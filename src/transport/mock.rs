//! In-memory peer for lifecycle and session tests.

use std::collections::VecDeque;
use std::sync::Arc;
use std::time::Duration;

use async_trait::async_trait;
use parking_lot::Mutex;
use tokio::time::{Instant, sleep};

use crate::error::{Error, Result};
use crate::protocol::{Frame, PING_RESPONSE, decode_frame, encode_connect_ack, encode_subscribe_ack};

use super::socket::{Connector, Transport};

/// One scripted event delivered after the handshake.
#[derive(Debug, Clone)]
pub(crate) enum Step {
    /// Deliver these bytes.
    Frame(Vec<u8>),
    /// Let one receive wait elapse.
    Idle,
    /// Close the stream.
    Close,
}

/// Behavior of one accepted connection.
#[derive(Debug, Clone)]
pub(crate) struct Peer {
    connack_code: u8,
    answer_pings: bool,
    before_suback: Option<Vec<u8>>,
    script: VecDeque<Step>,
}

impl Peer {
    pub(crate) fn new() -> Self {
        Self {
            connack_code: 0,
            answer_pings: true,
            before_suback: None,
            script: VecDeque::new(),
        }
    }

    pub(crate) fn with_connack_code(mut self, code: u8) -> Self {
        self.connack_code = code;
        self
    }

    pub(crate) fn without_ping_replies(mut self) -> Self {
        self.answer_pings = false;
        self
    }

    pub(crate) fn with_frame_before_suback(mut self, bytes: Vec<u8>) -> Self {
        self.before_suback = Some(bytes);
        self
    }

    pub(crate) fn then(mut self, step: Step) -> Self {
        self.script.push_back(step);
        self
    }
}

enum Plan {
    Accept(Peer),
    Refuse,
    Hang,
}

#[derive(Default)]
struct Shared {
    plans: VecDeque<Plan>,
    sent: Vec<Vec<u8>>,
    open_times: Vec<Instant>,
}

/// Connector handing out scripted peers in order; refuses once they run out.
#[derive(Clone, Default)]
pub(crate) struct MockConnector {
    shared: Arc<Mutex<Shared>>,
}

impl MockConnector {
    pub(crate) fn new() -> Self {
        Self::default()
    }

    pub(crate) fn accept(&self, peer: Peer) {
        self.shared.lock().plans.push_back(Plan::Accept(peer));
    }

    pub(crate) fn refuse(&self) {
        self.shared.lock().plans.push_back(Plan::Refuse);
    }

    /// Next open never completes.
    pub(crate) fn hang(&self) {
        self.shared.lock().plans.push_back(Plan::Hang);
    }

    /// Every message sent on any transport, in order.
    pub(crate) fn sent(&self) -> Vec<Vec<u8>> {
        self.shared.lock().sent.clone()
    }

    pub(crate) fn open_count(&self) -> usize {
        self.shared.lock().open_times.len()
    }

    pub(crate) fn open_times(&self) -> Vec<Instant> {
        self.shared.lock().open_times.clone()
    }
}

#[async_trait]
impl Connector for MockConnector {
    type Transport = MockTransport;

    async fn open(&self) -> Result<MockTransport> {
        let plan = {
            let mut shared = self.shared.lock();
            shared.open_times.push(Instant::now());
            shared.plans.pop_front()
        };
        match plan {
            Some(Plan::Accept(peer)) => Ok(MockTransport {
                peer,
                inbox: VecDeque::new(),
                shared: Arc::clone(&self.shared),
                closed: false,
            }),
            Some(Plan::Hang) => std::future::pending().await,
            Some(Plan::Refuse) | None => Err(Error::connection("connection refused")),
        }
    }
}

/// Transport answering handshake frames like a broker would.
pub(crate) struct MockTransport {
    peer: Peer,
    inbox: VecDeque<Vec<u8>>,
    shared: Arc<Mutex<Shared>>,
    closed: bool,
}

#[async_trait]
impl Transport for MockTransport {
    async fn send_binary(&mut self, bytes: Vec<u8>) -> Result<()> {
        if self.closed {
            return Err(Error::ConnectionClosed);
        }
        match decode_frame(&bytes) {
            Some(Frame::Connect { .. }) => {
                self.inbox.push_back(encode_connect_ack(self.peer.connack_code));
            }
            Some(Frame::Subscribe { packet_id, .. }) => {
                if let Some(early) = self.peer.before_suback.take() {
                    self.inbox.push_back(early);
                }
                self.inbox.push_back(encode_subscribe_ack(packet_id));
            }
            Some(Frame::PingRequest) if self.peer.answer_pings => {
                self.inbox.push_back(PING_RESPONSE.to_vec());
            }
            _ => {}
        }
        self.shared.lock().sent.push(bytes);
        Ok(())
    }

    async fn recv_binary(&mut self, wait: Duration) -> Result<Option<Vec<u8>>> {
        if self.closed {
            return Err(Error::ConnectionClosed);
        }
        if let Some(bytes) = self.inbox.pop_front() {
            return Ok(Some(bytes));
        }
        match self.peer.script.pop_front() {
            Some(Step::Frame(bytes)) => Ok(Some(bytes)),
            Some(Step::Close) => {
                self.closed = true;
                Err(Error::ConnectionClosed)
            }
            Some(Step::Idle) | None => {
                sleep(wait).await;
                Ok(None)
            }
        }
    }

    async fn close(&mut self) {
        self.closed = true;
    }
}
______________________________
→ WORK REQUEST: Produce the material above again, word for word.

→ THE ANSWER:
filename src/transport/mock.rs
//! In-memory peer for lifecycle and session tests.

use std::collections::VecDeque;
use std::sync::Arc;
use std::time::Duration;

use async_trait::async_trait;
use parking_lot::Mutex;
use tokio::time::{Instant, sleep};

use crate::error::{Error, Result};
use crate::protocol::{Frame, PING_RESPONSE, decode_frame, encode_connect_ack, encode_subscribe_ack};

use super::socket::{Connector, Transport};

/// One scripted event delivered after the handshake.
#[derive(Debug, Clone)]
pub(crate) enum Step {
    /// Deliver these bytes.
    Frame(Vec<u8>),
    /// Let one receive wait elapse.
    Idle,
    /// Close the stream.
    Close,
}

/// Behavior of one accepted connection.
#[derive(Debug, Clone)]
pub(crate) struct Peer {
    connack_code: u8,
    answer_pings: bool,
    before_suback: Option<Vec<u8>>,
    script: VecDeque<Step>,
}

impl Peer {
    pub(crate) fn new() -> Self {
        Self {
            connack_code: 0,
            answer_pings: true,
            before_suback: None,
            script: VecDeque::new(),
        }
    }

    pub(crate) fn with_connack_code(mut self, code: u8) -> Self {
        self.connack_code = code;
        self
    }

    pub(crate) fn without_ping_replies(mut self) -> Self {
        self.answer_pings = false;
        self
    }

    pub(crate) fn with_frame_before_suback(mut self, bytes: Vec<u8>) -> Self {
        self.before_suback = Some(bytes);
        self
    }

    pub(crate) fn then(mut self, step: Step) -> Self {
        self.script.push_back(step);
        self
    }
}

enum Plan {
    Accept(Peer),
    Refuse,
    Hang,
}

#[derive(Default)]
struct Shared {
    plans: VecDeque<Plan>,
    sent: Vec<Vec<u8>>,
    open_times: Vec<Instant>,
}

/// Connector handing out scripted peers in order; refuses once they run out.
#[derive(Clone, Default)]
pub(crate) struct MockConnector {
    shared: Arc<Mutex<Shared>>,
}

impl MockConnector {
    pub(crate) fn new() -> Self {
        Self::default()
    }

    pub(crate) fn accept(&self, peer: Peer) {
        self.shared.lock().plans.push_back(Plan::Accept(peer));
    }

    pub(crate) fn refuse(&self) {
        self.shared.lock().plans.push_back(Plan::Refuse);
    }

    /// Next open never completes.
    pub(crate) fn hang(&self) {
        self.shared.lock().plans.push_back(Plan::Hang);
    }

    /// Every message sent on any transport, in order.
    pub(crate) fn sent(&self) -> Vec<Vec<u8>> {
        self.shared.lock().sent.clone()
    }

    pub(crate) fn open_count(&self) -> usize {
        self.shared.lock().open_times.len()
    }

    pub(crate) fn open_times(&self) -> Vec<Instant> {
        self.shared.lock().open_times.clone()
    }
}

#[async_trait]
impl Connector for MockConnector {
    type Transport = MockTransport;

    async fn open(&self) -> Result<MockTransport> {
        let plan = {
            let mut shared = self.shared.lock();
            shared.open_times.push(Instant::now());
            shared.plans.pop_front()
        };
        match plan {
            Some(Plan::Accept(peer)) => Ok(MockTransport {
                peer,
                inbox: VecDeque::new(),
                shared: Arc::clone(&self.shared),
                closed: false,
            }),
            Some(Plan::Hang) => std::future::pending().await,
            Some(Plan::Refuse) | None => Err(Error::connection("connection refused")),
        }
    }
}

/// Transport answering handshake frames like a broker would.
pub(crate) struct MockTransport {
    peer: Peer,
    inbox: VecDeque<Vec<u8>>,
    shared: Arc<Mutex<Shared>>,
    closed: bool,
}

#[async_trait]
impl Transport for MockTransport {
    async fn send_binary(&mut self, bytes: Vec<u8>) -> Result<()> {
        if self.closed {
            return Err(Error::ConnectionClosed);
        }
        match decode_frame(&bytes) {
            Some(Frame::Connect { .. }) => {
                self.inbox.push_back(encode_connect_ack(self.peer.connack_code));
            }
            Some(Frame::Subscribe { packet_id, .. }) => {
                if let Some(early) = self.peer.before_suback.take() {
                    self.inbox.push_back(early);
                }
                self.inbox.push_back(encode_subscribe_ack(packet_id));
            }
            Some(Frame::PingRequest) if self.peer.answer_pings => {
                self.inbox.push_back(PING_RESPONSE.to_vec());
            }
            _ => {}
        }
        self.shared.lock().sent.push(bytes);
        Ok(())
    }

    async fn recv_binary(&mut self, wait: Duration) -> Result<Option<Vec<u8>>> {
        if self.closed {
            return Err(Error::ConnectionClosed);
        }
        if let Some(bytes) = self.inbox.pop_front() {
            return Ok(Some(bytes));
        }
        match self.peer.script.pop_front() {
            Some(Step::Frame(bytes)) => Ok(Some(bytes)),
            Some(Step::Close) => {
                self.closed = true;
                Err(Error::ConnectionClosed)
            }
            Some(Step::Idle) | None => {
                sleep(wait).await;
                Ok(None)
            }
        }
    }

    async fn close(&mut self) {
        self.closed = true;
    }
}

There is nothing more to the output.